As promised:
Nelson was able to point the group in one direction: that of film and video. He invited The Go-Betweens to create a TV commercial for Nelson’s record shop, the Toowong Music Centre. Nelson, an ardent Dylan fan – he even wrote to RAM in 1978, defending Dylan from a hostile critic – came up with the idea of recreating the “Subterranean Homesick Blues” sequence from D.A. Pennebaker’s 1965 Dylan documentary, Don’t Look Back. The image of Dylan, in an alley, holding up signs displaying key words from the song has been influential ever since the film was released. Brisbane cineaste and director Robin Gold, who was present at the shooting of the commercial, believes that no one involved has actually seen Don’t Look Back, and that they had only heard of he scene. Damien Nelson’s father funded the commercial, which was made in black and white (in the face of heavy opposition from technicians and television stations in what were the early days of Australian color television).
The group recorded the backing music in a studio in Indooroopilly. When they arrived for the session, Forster and McLennan assured Nelson they had the song ready. Then he remembers, “they disappeared for about five minutes. And I know now what they were doing – they were writing it. And they recorded it!”
Forster sang the song, which opened with some alarming nonsense of “Some glass camels don’t even run / Some poor witch and her revolving gun / Shifts down, runs down, in her fur gown.” But he only appeared briefly in the commercial, which featured McLennan holding up handwritten signs featuring the words WHO?/GETS/ONE/DOLLAR/OFF/ALL RECORDS AT/TOOWONG MUSIC/NOW/EVERYBODY/EVERY/BODY. The visuals and music were not synchronized, so – unlike the original ‘Subterranean Homesick Blues” clip – the music was merely a surreal backdrop to the visual quote.
NELSON: We got a film guy, Jan Murray, and he did it in an alleyway one morning. It looked fantastic. It’s a real lost classic.*
You see Robert Forster at the beginning. First shot, Robert pokes his head round the alleyway.
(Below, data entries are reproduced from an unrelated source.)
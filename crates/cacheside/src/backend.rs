//! Cache backends: an in-process typed store and helpers for the remote
//! byte-oriented store.
//!
//! The two backends expose the same get/set contract but keep different
//! value representations. The local store holds native Rust values, so a
//! local hit hands back the stored value with no decode step. The remote
//! store holds serialized bytes and goes through the codec on both sides.
//! That asymmetry is intentional: the local path trades sharing for
//! fidelity and speed, the remote path trades a codec round-trip for a
//! cache that outlives the process.

use std::any::Any;
use std::sync::{Arc, Weak};
use std::time::{Duration, Instant};

use dashmap::DashMap;
use deadpool_redis::Pool;
use redis::AsyncCommands;

use crate::error::{CacheError, CacheResult};

/// Which store a request reads from and writes to. Fixed at request
/// construction.
#[derive(Debug, Clone, Copy, PartialEq, Eq)]
pub enum Backend {
    /// In-process typed store
    Local,
    /// Redis, values stored as JSON bytes
    Remote,
}

/// Item TTL applied by a default-constructed local store (1 hour)
pub(crate) const DEFAULT_LOCAL_TTL: Duration = Duration::from_secs(3600);

/// Sweep interval of a default-constructed local store (1 hour)
pub(crate) const DEFAULT_SWEEP_INTERVAL: Duration = Duration::from_secs(3600);

/// A local entry. The value is the native Rust value behind a type-erased
/// handle; no serialization happens on this path.
struct LocalEntry {
    value: Arc<dyn Any + Send + Sync>,
    stored_at: Instant,
    ttl: Duration,
}

impl LocalEntry {
    /// Zero TTL means the entry never expires.
    fn is_expired(&self) -> bool {
        !self.ttl.is_zero() && self.stored_at.elapsed() > self.ttl
    }
}

/// In-process key/value store with per-entry TTL.
///
/// Values of any `Send + Sync + 'static` type can share one store; a get
/// with the wrong type parameter is a miss, not an error. Concurrent
/// access is handled by the underlying [`DashMap`].
pub struct LocalStore {
    entries: Arc<DashMap<String, LocalEntry>>,
    default_ttl: Duration,
}

impl LocalStore {
    /// Create a store with the given default item TTL and sweep interval.
    ///
    /// The background sweep only runs when a Tokio runtime is available at
    /// construction time; expired entries are dropped on access either way.
    pub fn new(default_ttl: Duration, sweep_interval: Duration) -> Self {
        let entries = Arc::new(DashMap::new());
        spawn_janitor(Arc::downgrade(&entries), sweep_interval);
        Self {
            entries,
            default_ttl,
        }
    }

    /// Create a store with the default policy (1 hour TTL, 1 hour sweep).
    pub fn with_defaults() -> Self {
        Self::new(DEFAULT_LOCAL_TTL, DEFAULT_SWEEP_INTERVAL)
    }

    /// Fetch the native value stored under `key`.
    ///
    /// Returns `None` on an absent key, an expired entry (removed on
    /// access) or a stored value of a different concrete type.
    pub fn get<T: Clone + Send + Sync + 'static>(&self, key: &str) -> Option<T> {
        let entry = self.entries.get(key)?;
        if entry.is_expired() {
            drop(entry);
            self.entries.remove(key);
            return None;
        }
        match entry.value.downcast_ref::<T>() {
            Some(value) => Some(value.clone()),
            None => {
                tracing::debug!(key = %key, "stored value has a different type, treating as miss");
                None
            }
        }
    }

    /// Overwrite `key` with a fresh TTL. A zero duration applies the
    /// store's default TTL. Never fails.
    pub fn set<T: Send + Sync + 'static>(&self, key: &str, value: T, ttl: Duration) {
        let ttl = if ttl.is_zero() { self.default_ttl } else { ttl };
        self.entries.insert(
            key.to_string(),
            LocalEntry {
                value: Arc::new(value),
                stored_at: Instant::now(),
                ttl,
            },
        );
    }

    /// Remove `key` if present.
    pub fn invalidate(&self, key: &str) {
        self.entries.remove(key);
    }

    /// Drop every expired entry.
    pub fn purge_expired(&self) {
        purge(&self.entries);
    }

    /// Number of entries, expired ones included until the next sweep.
    pub fn len(&self) -> usize {
        self.entries.len()
    }

    /// Whether the store holds no entries at all.
    pub fn is_empty(&self) -> bool {
        self.entries.is_empty()
    }
}

impl Default for LocalStore {
    fn default() -> Self {
        Self::with_defaults()
    }
}

fn purge(entries: &DashMap<String, LocalEntry>) {
    entries.retain(|_, entry| !entry.is_expired());
}

/// Background sweep for expired entries. The task holds only a weak
/// reference so it ends once the store is dropped.
fn spawn_janitor(entries: Weak<DashMap<String, LocalEntry>>, interval: Duration) {
    if interval.is_zero() {
        return;
    }
    let Ok(handle) = tokio::runtime::Handle::try_current() else {
        return;
    };
    handle.spawn(async move {
        let mut ticker = tokio::time::interval(interval);
        // the first tick completes immediately
        ticker.tick().await;
        loop {
            ticker.tick().await;
            let Some(entries) = entries.upgrade() else {
                break;
            };
            let before = entries.len();
            purge(&entries);
            let swept = before.saturating_sub(entries.len());
            if swept > 0 {
                tracing::debug!(swept, "swept expired local cache entries");
            }
        }
    });
}

/// Fetch the raw payload stored under `key` from Redis.
///
/// Pool checkout and command failures map to
/// [`CacheError::BackendUnavailable`], an absent key to
/// [`CacheError::Miss`]. Both are soft at orchestration level.
pub(crate) async fn remote_get(pool: &Pool, key: &str) -> CacheResult<Vec<u8>> {
    let mut conn = pool
        .get()
        .await
        .map_err(|e| CacheError::BackendUnavailable(format!("redis connection: {e}")))?;
    let payload: Option<Vec<u8>> = conn
        .get(key)
        .await
        .map_err(|e| CacheError::BackendUnavailable(format!("redis GET: {e}")))?;
    payload.ok_or_else(|| CacheError::Miss(key.to_string()))
}

/// Store `payload` under `key` in Redis. A zero TTL stores without expiry;
/// otherwise the TTL is applied with millisecond precision.
pub(crate) async fn remote_set(
    pool: &Pool,
    key: &str,
    payload: Vec<u8>,
    ttl: Duration,
) -> CacheResult<()> {
    let mut conn = pool
        .get()
        .await
        .map_err(|e| CacheError::BackendUnavailable(format!("redis connection: {e}")))?;
    if ttl.is_zero() {
        conn.set::<_, _, ()>(key, payload)
            .await
            .map_err(|e| CacheError::BackendUnavailable(format!("redis SET: {e}")))?;
    } else {
        conn.pset_ex::<_, _, ()>(key, payload, ttl_millis(ttl))
            .await
            .map_err(|e| CacheError::BackendUnavailable(format!("redis PSETEX: {e}")))?;
    }
    Ok(())
}

/// TTL in milliseconds for `PSETEX`, saturating on overflow.
fn ttl_millis(ttl: Duration) -> u64 {
    u64::try_from(ttl.as_millis()).unwrap_or(u64::MAX)
}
The final shot is of Grant walking – high shot from above – over “Toowong Music,” the letters put on the ground.
McLennan’s memory of the commercial is not dissimilar, though it contains more vomiting:
McLENNAN: I was sick as a dog that day. I’d been up all night. We shot it in this alleyway next to the Black Cat, which was a little cafe then. I think McDonald’s is there now. But there was this great laneway, very much like the start of Don’t Look Back, and I had this houndstooth double-breasted kind of Dylan suit that a friend of mine used to wear in the 1960s – she got it out of mothballs. I thought I was Bob Dylan. I felt as sick as Bob Dylan on that ’66 tour. We shot it early in the morning before people went to work, and Damien’s sister, Theresa was there. Damien was there, Robert was there, I was there, Robin [Gold] was there. All I remember was getting sick and getting in the car and vomiting all the way to Bardon.
The advertisement was shown at least once, possibly twice, on late-night television in Brisbane. “My parents never saw it, thank God,” says Nelson. “I’m sure if Dad had seen it he’d have hit the roof!”
*It’s not that lost. The ad has been located by Fiona Dempster for her documentary.
The Go-Betweens, David Nichols, Verse Chorus Press, Portland USA, 2003, pp 67-69.